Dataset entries
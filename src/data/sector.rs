use std::f64::consts::PI;

use crate::data::{AngleDeg, Vector};

/// Ring slice around `center` between two radii, swept counter-clockwise from
/// `start` to `end`.
#[derive(Debug, Clone, Copy, PartialEq)]
pub struct Sector {
  center: Vector,
  min_r: f64,
  max_r: f64,
  start: AngleDeg,
  end: AngleDeg,
}

impl Sector {
  /// The inner radius is clamped to be non-negative and the outer radius to be
  /// at least the inner one.
  pub fn new(center: Vector, min_r: f64, max_r: f64, start: AngleDeg, end: AngleDeg) -> Sector {
    let min_r = min_r.max(0.0);
    Sector {
      center,
      min_r,
      max_r: max_r.max(min_r),
      start,
      end,
    }
  }

  pub fn center(&self) -> Vector {
    self.center
  }

  pub fn radius_min(&self) -> f64 {
    self.min_r
  }

  pub fn radius_max(&self) -> f64 {
    self.max_r
  }

  pub fn angle_start(&self) -> AngleDeg {
    self.start
  }

  pub fn angle_end(&self) -> AngleDeg {
    self.end
  }

  // Swept angle in degrees, in [0, 360).
  fn span(&self) -> f64 {
    let span = (self.end - self.start).degrees();
    if span < 0.0 {
      span + 360.0
    } else {
      span
    }
  }

  pub fn area(&self) -> f64 {
    (self.max_r * self.max_r - self.min_r * self.min_r) * PI * self.span() / 360.0
  }

  pub fn contains(&self, point: &Vector) -> bool {
    let rel = *point - self.center;
    let dist2 = rel.r2();
    self.min_r * self.min_r <= dist2
      && dist2 <= self.max_r * self.max_r
      && rel.th().is_within(&self.start, &self.end)
  }

  /// Length of the inner arc.
  pub fn circumference_min(&self) -> f64 {
    2.0 * self.min_r * PI * self.span() / 360.0
  }

  /// Length of the outer arc.
  pub fn circumference_max(&self) -> f64 {
    2.0 * self.max_r * PI * self.span() / 360.0
  }
}

#[cfg(test)]
mod tests {
  use super::*;

  use approx::assert_abs_diff_eq;

  #[test]
  fn radii_are_clamped() {
    let sector = Sector::new(Vector::default(), -1.0, -2.0, AngleDeg::new(0.0), AngleDeg::new(90.0));
    assert_eq!(sector.radius_min(), 0.0);
    assert_eq!(sector.radius_max(), 0.0);
    let sector = Sector::new(Vector::default(), 3.0, 1.0, AngleDeg::new(0.0), AngleDeg::new(90.0));
    assert_eq!(sector.radius_max(), 3.0);
  }

  #[test]
  fn quarter_ring() {
    let sector = Sector::new(Vector::default(), 1.0, 2.0, AngleDeg::new(0.0), AngleDeg::new(90.0));
    assert_abs_diff_eq!(sector.area(), 3.0 * PI / 4.0, epsilon = 1e-12);
    assert_abs_diff_eq!(sector.circumference_min(), PI / 2.0, epsilon = 1e-12);
    assert_abs_diff_eq!(sector.circumference_max(), PI, epsilon = 1e-12);
    assert!(sector.contains(&Vector::new(1.0, 1.0)));
    assert!(!sector.contains(&Vector::new(0.5, 0.5)));
    assert!(!sector.contains(&Vector::new(2.0, 2.0)));
    assert!(!sector.contains(&Vector::new(-1.0, 1.0)));
  }

  #[test]
  fn wrapping_span() {
    // From 90 counter-clockwise to 0 covers three quadrants.
    let sector = Sector::new(Vector::default(), 0.0, 1.0, AngleDeg::new(90.0), AngleDeg::new(0.0));
    assert_abs_diff_eq!(sector.area(), 0.75 * PI, epsilon = 1e-12);
    assert!(sector.contains(&Vector::new(-0.5, -0.5)));
    assert!(!sector.contains(&Vector::new(0.5, 0.5)));
  }
}
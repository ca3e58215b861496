mod shapes {
  use rgeom2d::data::*;
  use rgeom2d::*;

  use approx::assert_abs_diff_eq;

  fn has_point(sols: &Solutions, x: f64, y: f64) -> bool {
    sols.iter().any(|p| p.equals_weakly(&Vector::new(x, y)))
  }

  #[test]
  fn horizontal_line_through_shapes() {
    let line = Line::horizontal(1.0);

    let rect = Rect::new(0.0, 0.0, 4.0, 2.0);
    let sols = rect.intersect(&line);
    assert_eq!(sols.len(), 2);
    assert!(has_point(&sols, 0.0, 1.0) && has_point(&sols, 4.0, 1.0));

    let circle = Circle::new(Vector::new(2.0, 1.0), 1.0);
    let sols = circle.intersect(&line);
    assert_eq!(sols.len(), 2);
    assert!(has_point(&sols, 1.0, 1.0) && has_point(&sols, 3.0, 1.0));

    let triangle = Triangle::new(
      Vector::new(0.0, 0.0),
      Vector::new(4.0, 0.0),
      Vector::new(0.0, 4.0),
    );
    let sols = triangle.intersect(&line);
    assert_eq!(sols.len(), 2);
    assert!(has_point(&sols, 0.0, 1.0) && has_point(&sols, 3.0, 1.0));

    // A line through a vertex still reports the opposite crossing.
    let diagonal = Line::from_points(Vector::new(0.0, 4.0), Vector::new(4.0, -4.0)).unwrap();
    let sols = triangle.intersect(&diagonal);
    assert_eq!(sols.len(), 2);
    assert!(has_point(&sols, 0.0, 4.0) && has_point(&sols, 2.0, 0.0));
  }

  #[test]
  fn segment_and_ray_filters() {
    let circle = Circle::new(Vector::new(0.0, 0.0), 2.0);
    let ray = Ray::new(Vector::new(0.0, 0.0), AngleDeg::new(0.0));
    let sols = circle.intersect(&ray);
    assert_eq!(sols.len(), 1);
    assert!(has_point(&sols, 2.0, 0.0));

    let segment = Segment::new(Vector::new(-1.0, 0.0), Vector::new(5.0, 0.0));
    let sols = circle.intersect(&segment);
    assert_eq!(sols.len(), 1);
    assert!(has_point(&sols, 2.0, 0.0));
  }

  #[test]
  fn clip_then_transform() {
    let square: Polygon = [(-5.0, -5.0), (5.0, -5.0), (5.0, 5.0), (-5.0, 5.0)]
      .iter()
      .map(|&(x, y)| Vector::new(x, y))
      .collect();
    let clipped = square.get_rectangle_clipped_polygon(&Rect::new(0.0, 0.0, 10.0, 10.0));
    assert_abs_diff_eq!(clipped.area(), 25.0, epsilon = 1e-9);

    let mut m = Matrix2D::make_rotation(AngleDeg::new(30.0));
    m.translate(100.0, -3.0);
    let moved = &m * &clipped;
    assert_abs_diff_eq!(moved.area(), 25.0, epsilon = 1e-9);
    let center = moved.centroid().unwrap();
    assert!(center.equals_weakly(&m.transform(&Vector::new(2.5, 2.5))));
  }

  #[test]
  fn regions_total_area() {
    let regions: Vec<Box<dyn Region>> = vec![
      Box::new(Rect::new(0.0, 0.0, 4.0, 2.0)),
      Box::new(Triangle::new(
        Vector::new(0.0, 0.0),
        Vector::new(4.0, 0.0),
        Vector::new(0.0, 4.0),
      )),
      Box::new(Sector::new(
        Vector::new(0.0, 0.0),
        0.0,
        1.0,
        AngleDeg::new(-90.0),
        AngleDeg::new(90.0),
      )),
    ];
    let total: f64 = regions.iter().map(|r| r.area()).sum();
    assert_abs_diff_eq!(total, 8.0 + 8.0 + std::f64::consts::FRAC_PI_2, epsilon = 1e-9);
    let point = Vector::new(0.5, 0.25);
    assert!(regions.iter().all(|r| r.contains(&point)));
  }
}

● WORK INSTRUCTIONS
Which lines of the records hold the string "moved"? Copy each one.

● YOUR SOLUTION
    let moved = &m * &clipped;
    assert_abs_diff_eq!(moved.area(), 25.0, epsilon = 1e-9);
    let center = moved.centroid().unwrap();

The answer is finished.